Pearson, for over thirty years doorkeeper in the old House of Commons, was one of the most familiar figures in and about St Stephen's Chapel during the latter part of the eighteenth century. In his box near the gallery he sat—

"Like a pagod in his niche; The Gom-gom Pearson, whose sonorous lungs, With 'Silence! Room there!' drown an hundred tongues."

Long service had given him a position of authority of which he took every advantage. If a member were negligent in the matter of paying the door-keeper his fee, or treated that official in a manner which he considered derogatory to his dignity, Pearson revenged himself by sending the offender to the House of Lords or the Court of Requests in search of imaginary friends. By such means he generally reduced the irritated member to submission, and could extract a handsome present and a promise of future politeness. Pearson had his own importance so much at heart, as we read in his biography, that he spurned a member's money unless he had previously humbled the man. Long experience had enabled him to time the length of a debate or even of an individual speech with extraordinary accuracy. Members wishing to be informed as to the probable hour of adjournment would ask him at what time the Speaker had ordered his carriage. "The Speaker has ordered his coach at eight," Pearson would reply, "but I'll be d——d if you get away before twelve!"[416]

Pearson's treatment of strangers was no less autocratic. He could not always be corrupted into finding room for them in the galleries unless he happened to take a fancy to the appearance of the visitors. "If a face or a manner did not please him," says his biographer, "gold could not bribe him into civility, much less to the favour of admission. One stranger might be modest and ingratiating; Pearson, like Thurlow, would only give him a silent contemptuous stare; another would be rude; Pearson would laugh at his rudeness, tell him the orator of the moment, and, perhaps, shove him in, although he had before refused dozens who were known to him."[417]
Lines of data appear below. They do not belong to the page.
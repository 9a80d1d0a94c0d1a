use axum::extract::State;
use axum::Json;
use chrono::{DateTime, Utc};
use serde::Serialize;
use sqlx::query_scalar;
use utoipa::ToSchema;

use crate::app::AppState;
use crate::errors::AppResult;
use crate::response::ApiResponse;
use crate::utils::utc_now;

#[derive(Debug, Serialize, ToSchema)]
pub struct HealthStatus {
    pub status: String,
    pub db_ok: bool,
    pub db_error: Option<String>,
    pub timestamp: DateTime<Utc>,
}

#[utoipa::path(
    get,
    path = "/api/v1/healthcheck",
    tag = "Health",
    security(()),
    responses((status = 200, description = "Server is running", body = HealthStatus))
)]
pub async fn healthcheck(State(state): State<AppState>) -> AppResult<Json<ApiResponse<HealthStatus>>> {
    // Lightweight DB probe; a failure is reported, not raised
    let db_check = query_scalar::<_, i64>("SELECT 1").fetch_one(&state.pool).await;

    let status = match db_check {
        Ok(_) => HealthStatus { status: "ok".into(), db_ok: true, db_error: None, timestamp: utc_now() },
        Err(e) => {
            tracing::warn!(error = %e, "database probe failed");
            HealthStatus { status: "degraded".into(), db_ok: false, db_error: Some(e.to_string()), timestamp: utc_now() }
        }
    };

    Ok(ApiResponse::ok_with_message(status, "Server is running"))
}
In the first year of Queen Victoria's reign a suggestion was made that the public should be admitted without orders of any kind. This idea was successfully opposed by Lord John Russell, who expressed a fear that in such circumstances the galleries would be filled with pickpockets and other objectionable persons.

Prior to 1867 strangers sometimes hired substitutes to keep places for them in the crowd which thronged St. Stephen's Hall on the morning of a big debate. These representatives would arrive as early as 2.30 a.m., and, like the messenger boys in the queue outside a modern theatre, wait patiently until the door was opened in the afternoon.

In 1867 the system of balloting for seats in the Strangers' Gallery was first instituted. Members had long been in the habit of giving orders "to bearer," written on the backs of envelopes or any scraps of paper, which were freely forged and transferred from one visitor to another. Strangers who were armed with these gallery passes were now compelled to ballot for precedence, and though on important nights the number of disappointed applicants was great, visitors gained the advantage of not being kept waiting for hours on the chance of obtaining a seat.

This system continued to obtain until the time of the Fenian scares, in 1885, when, owing to the fact that two strangers admitted to the Gallery on August 4th proved to be well-known dynamiters, the police became alarmed for the safety of the House. To prevent the recurrence of such an unwelcome visit it was ordered that all applications for admission should be made in writing to the Speaker's secretary. The signatures of the strangers applying for places could thus be verified by comparison with their signatures in the Gallery book.

The deliberations of Parliament are supposed to be secret, and, though the practice of avoiding publicity has long fallen into disuse, it is still always possible for strangers to be excluded should the occasion demand it. They were not welcomed with effusion in either House, a century or two ago. In 1740 Lord Chancellor Hardwicke declared to the Lords that "another thing doth diminish the dignity of the House; admitting all kinds of auditors to your debates. This makes them be what they ought not to be, and gives occasion to saying things which else would not be said."[418] Thirty years later, as we have already seen, during a speech of the Duke of Manchester's on the state of the nation, Lord Gower rose and desired that the House of Lords should be cleared of all who were not peers. The Duke of Richmond strongly objected, considering this an insult to the members of Parliament and others who were present. Chatham tried in vain to address the House, and finally, as a dignified protest, he and a score of other peers left the Chamber.

Somewhat similar scenes have occurred in the Lower House. On one occasion, indeed, the members of the popular assembly so far forgot themselves as to hurl epithets of abuse at a distinguished stranger who was in their midst. On February 22, 1837, Sheil made a violent attack in the House of Commons upon ex-Lord Chancellor Lyndhurst, the Irish Municipal Bill being under discussion at the time. Lyndhurst had been accused of saying that three-quarters of the people of Ireland were aliens in blood and only awaited a favourable opportunity to cast off the government of England as the yoke of a tyrannical oppressor, and this had roused the Irish to fury. The ex-Chancellor happened to stroll into the House of Commons while Sheil was speaking, and took his seat below the bar. Immediately the Irish members turned upon him, and for about ten minutes shouted insults at the venerable statesman, who remained apparently unmoved by the clamour.[419]